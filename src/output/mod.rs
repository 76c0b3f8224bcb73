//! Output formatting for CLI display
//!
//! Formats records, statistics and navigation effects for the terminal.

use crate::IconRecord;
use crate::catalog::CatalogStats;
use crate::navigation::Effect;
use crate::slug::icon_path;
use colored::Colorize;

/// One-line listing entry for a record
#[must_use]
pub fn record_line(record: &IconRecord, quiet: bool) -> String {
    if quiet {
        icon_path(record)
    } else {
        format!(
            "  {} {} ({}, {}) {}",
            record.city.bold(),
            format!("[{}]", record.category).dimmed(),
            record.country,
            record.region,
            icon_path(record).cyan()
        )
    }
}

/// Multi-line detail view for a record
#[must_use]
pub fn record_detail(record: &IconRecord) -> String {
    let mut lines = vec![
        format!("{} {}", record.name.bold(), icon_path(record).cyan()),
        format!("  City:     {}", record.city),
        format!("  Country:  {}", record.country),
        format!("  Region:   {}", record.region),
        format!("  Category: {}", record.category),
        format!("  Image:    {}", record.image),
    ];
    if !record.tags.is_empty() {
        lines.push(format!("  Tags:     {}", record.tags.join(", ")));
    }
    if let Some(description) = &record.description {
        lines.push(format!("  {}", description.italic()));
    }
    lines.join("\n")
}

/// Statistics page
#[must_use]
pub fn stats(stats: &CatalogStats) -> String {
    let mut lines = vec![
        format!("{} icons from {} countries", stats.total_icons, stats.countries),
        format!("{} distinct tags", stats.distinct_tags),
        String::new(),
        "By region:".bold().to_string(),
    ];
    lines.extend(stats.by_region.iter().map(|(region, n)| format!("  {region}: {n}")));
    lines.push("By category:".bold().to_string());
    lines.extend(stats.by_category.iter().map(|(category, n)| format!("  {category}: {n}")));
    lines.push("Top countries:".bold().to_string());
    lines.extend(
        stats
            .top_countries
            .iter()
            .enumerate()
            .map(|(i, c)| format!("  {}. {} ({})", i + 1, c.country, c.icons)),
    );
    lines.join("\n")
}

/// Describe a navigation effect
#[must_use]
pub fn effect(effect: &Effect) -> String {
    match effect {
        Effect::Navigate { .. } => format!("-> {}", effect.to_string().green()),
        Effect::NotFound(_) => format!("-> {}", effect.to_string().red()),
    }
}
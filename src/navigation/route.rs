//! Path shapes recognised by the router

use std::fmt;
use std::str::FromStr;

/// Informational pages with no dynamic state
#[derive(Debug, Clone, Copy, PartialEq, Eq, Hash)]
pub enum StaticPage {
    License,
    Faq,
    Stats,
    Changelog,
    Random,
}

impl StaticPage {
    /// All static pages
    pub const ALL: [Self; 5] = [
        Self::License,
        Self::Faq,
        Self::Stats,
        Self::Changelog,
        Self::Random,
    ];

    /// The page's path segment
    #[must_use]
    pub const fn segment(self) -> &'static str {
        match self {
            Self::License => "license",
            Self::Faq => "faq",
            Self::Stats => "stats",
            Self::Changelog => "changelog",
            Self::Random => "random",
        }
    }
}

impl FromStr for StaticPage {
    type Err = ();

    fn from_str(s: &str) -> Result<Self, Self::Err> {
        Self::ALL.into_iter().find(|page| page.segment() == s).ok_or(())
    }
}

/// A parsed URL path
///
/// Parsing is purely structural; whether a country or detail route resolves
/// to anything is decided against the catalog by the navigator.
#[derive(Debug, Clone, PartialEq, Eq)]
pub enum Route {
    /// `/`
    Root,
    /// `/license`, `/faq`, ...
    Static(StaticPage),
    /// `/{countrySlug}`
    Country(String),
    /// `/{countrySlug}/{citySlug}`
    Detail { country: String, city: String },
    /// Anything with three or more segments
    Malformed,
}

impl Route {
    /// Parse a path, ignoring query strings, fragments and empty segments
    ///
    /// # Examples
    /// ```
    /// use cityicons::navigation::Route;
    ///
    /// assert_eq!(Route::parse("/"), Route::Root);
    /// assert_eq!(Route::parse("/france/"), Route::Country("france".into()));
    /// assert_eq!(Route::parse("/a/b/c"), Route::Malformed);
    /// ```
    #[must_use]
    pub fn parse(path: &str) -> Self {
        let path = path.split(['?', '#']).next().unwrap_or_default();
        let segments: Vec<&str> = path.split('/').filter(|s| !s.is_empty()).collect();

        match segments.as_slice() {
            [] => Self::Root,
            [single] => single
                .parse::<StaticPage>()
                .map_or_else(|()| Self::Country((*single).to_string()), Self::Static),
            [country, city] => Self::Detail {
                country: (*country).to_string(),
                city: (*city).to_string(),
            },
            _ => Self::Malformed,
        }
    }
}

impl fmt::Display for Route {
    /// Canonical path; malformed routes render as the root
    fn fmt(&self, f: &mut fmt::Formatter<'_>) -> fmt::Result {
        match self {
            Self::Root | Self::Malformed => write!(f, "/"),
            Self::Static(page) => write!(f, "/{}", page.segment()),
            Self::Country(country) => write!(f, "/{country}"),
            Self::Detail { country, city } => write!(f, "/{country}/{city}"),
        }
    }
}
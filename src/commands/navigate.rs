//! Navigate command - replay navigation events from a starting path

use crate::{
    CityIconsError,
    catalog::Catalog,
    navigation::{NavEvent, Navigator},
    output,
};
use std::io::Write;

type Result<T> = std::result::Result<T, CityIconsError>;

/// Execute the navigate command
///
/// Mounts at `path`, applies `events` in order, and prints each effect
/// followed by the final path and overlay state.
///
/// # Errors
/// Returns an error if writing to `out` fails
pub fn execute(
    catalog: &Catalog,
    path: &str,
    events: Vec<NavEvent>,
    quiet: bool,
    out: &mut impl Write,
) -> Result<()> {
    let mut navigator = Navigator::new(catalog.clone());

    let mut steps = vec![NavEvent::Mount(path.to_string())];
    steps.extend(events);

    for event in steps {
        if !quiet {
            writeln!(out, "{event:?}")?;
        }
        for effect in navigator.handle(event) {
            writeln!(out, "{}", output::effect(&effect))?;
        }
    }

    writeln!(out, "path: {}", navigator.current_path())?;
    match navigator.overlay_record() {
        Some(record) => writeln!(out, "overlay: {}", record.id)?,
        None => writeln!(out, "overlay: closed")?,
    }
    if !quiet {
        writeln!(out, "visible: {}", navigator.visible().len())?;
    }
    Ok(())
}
____
• **What is needed**
Scan the entries above and return each line that holds "Some".

• **Result below**
    if let Some(description) = &record.description {
        Some(record) => writeln!(out, "overlay: {}", record.id)?,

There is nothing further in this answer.